Serves (min 20) | 10mins wo-to-go

Instead of forking out a bucket load of time and money to buy all the ingredients from scratch, simply buy an off the shelf muesli and top it up with those ingredients you find hard to eat everyday.

BEAUTY BOOST: Kickstart your day feeling light, nourished & with heaps of energy to get you thru to lunch time! This muesli really gets you going because lots of the ingredients contain soluble and insoluble fibre (eg sunflowers | pectin) which help to keep the intestines well cleared and so can contribute to clear skin and less energy absorption.

Not only that, but I find it’s a fab way of getting your daily dose of seeds and nut which contain skin vital essential fatty acids (esp. harder-to-get omega 3) and key mineral antioxidants (zinc, magnesium, calcium & selenium) and vitamin E.

When topped with a natural yoghurt & fruit (eg frozen blueberries) you have given your body a huge ‘can-do’ boost.


1 Box of ‘Table of Plenty’ muesli eg Velvet Vanilla (note: it’s half toasted for flavour | half untoasted for goodness) or Carmen’s

1 bag pumpkin seeds (eg 500g)

1 bag sunflower seeds (eg 500g)

2 bags of whole or chopped nuts (eg almonds and walnuts). (eg 1kg bags)

1 bag chia seeds ((eg 250g)

1 bag organic sultanas (ie no sulfate preservative eg. 500g ) or cranberries

1 bag ground linseed | flax seeds


Into a big bowl add muesli and whatever quantity of the other ingredients looks good or empties the bag if they are smaller or already in use! Mix, pop into your favourite large re-sealable, preferably glass jar. Lasts til eaten!


– you can add / substitute other goodies: eg sesame seeds, dried apricots (organic | ie no sulphur), brazil nuts

– buy these bigger, zip lock bags of seeds and nuts etc from your supermarket and use a quantity as desired – then you won’t have to measure to make this recipe and will always have lots on hand to make other body-delicious snacks or meals.

– Woolworth’s has a good selection under their brand Wholefoods brand.
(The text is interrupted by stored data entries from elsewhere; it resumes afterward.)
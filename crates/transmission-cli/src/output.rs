//! Rendering of RPC answers for the terminal.

use std::fmt::Write;

use transmission_rpc::{RpcResponse, TorrentSummary};

use crate::cli::CliError;

/// Renders torrents as a table, one row per torrent in daemon order.
pub(crate) fn torrent_table(
    torrents: &[TorrentSummary],
    status_label: impl Fn(i64) -> &'static str,
) -> String {
    let mut table = format!("{:>5}  {:>6}  {:<12}  {}\n", "ID", "Done", "Status", "Name");
    for torrent in torrents {
        let done = format!("{:.0}%", torrent.percent_done * 100.0);
        // Writing into a String cannot fail.
        let _ = writeln!(
            table,
            "{:>5}  {:>6}  {:<12}  {}",
            torrent.id,
            done,
            status_label(torrent.status),
            torrent.name
        );
    }
    table
}

/// Pretty-prints the whole response, `result` included.
pub(crate) fn pretty_json(response: &RpcResponse) -> Result<String, CliError> {
    Ok(serde_json::to_string_pretty(response.as_value())?)
}

#[cfg(test)]
mod tests {
    use serde_json::json;
    use transmission_rpc::status_label;

    use super::*;

    fn summary(id: i64, name: &str, status: i64, percent_done: f64) -> TorrentSummary {
        serde_json::from_value(json!({
            "id": id,
            "name": name,
            "status": status,
            "doneDate": 0,
            "haveValid": 0,
            "totalSize": 0,
            "percentDone": percent_done,
        }))
        .unwrap()
    }

    #[test]
    fn table_uses_status_labels_of_the_rpc_version() {
        let torrents = [summary(1, "debian.iso", 4, 0.5), summary(2, "arch.iso", 6, 1.0)];

        let table = torrent_table(&torrents, |status| status_label(17, status));
        let lines: Vec<_> = table.lines().collect();
        assert_eq!(lines.len(), 3);
        assert!(lines[0].contains("Status"));
        assert!(lines[1].contains("Downloading") && lines[1].contains("50%"));
        assert!(lines[1].ends_with("debian.iso"));
        assert!(lines[2].contains("Seeding") && lines[2].contains("100%"));
    }

    #[test]
    fn table_with_legacy_codes() {
        let torrents = [summary(3, "legacy", 4, 0.0)];
        let table = torrent_table(&torrents, |status| status_label(13, status));
        assert!(table.lines().nth(1).unwrap().contains("Downloading"));

        let torrents = [summary(3, "legacy", 6, 0.0)];
        let table = torrent_table(&torrents, |status| status_label(13, status));
        assert!(table.lines().nth(1).unwrap().contains("Unknown"));
    }

    #[test]
    fn empty_list_prints_the_header_only() {
        assert_eq!(torrent_table(&[], |_| "Unknown").lines().count(), 1);
    }

    #[test]
    fn pretty_json_keeps_the_result() {
        let response = RpcResponse::from(json!({"result": "success", "arguments": {"a": 1}}));
        let rendered = pretty_json(&response).unwrap();
        assert!(rendered.contains("\"result\": \"success\""));
        assert!(rendered.contains('\n'));
    }
}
Organic is always best but I think it is great to just start eating better…

– both Woolies and Coles now sell kilo bags of nuts in their F&V section that are far more cost effect than those found in the cooking isle.

– really easy to mix and match your favourite ingredients and change it from batch to batch, season to season.


– make sure you chop up the nuts or use a nut meal so they don’t complain about chewing.

– Intro muesli by sprinkling over weetbix + top with a crunchy but not too sweet flake such as cornflakes + plain yoghurt so they get the best of both worlds! (a taste / crunch they love  + slow realise energy)

–  If they complain about no added sugar yoghurt – drizzle a little bit of honey so YOU control how much sugar is added.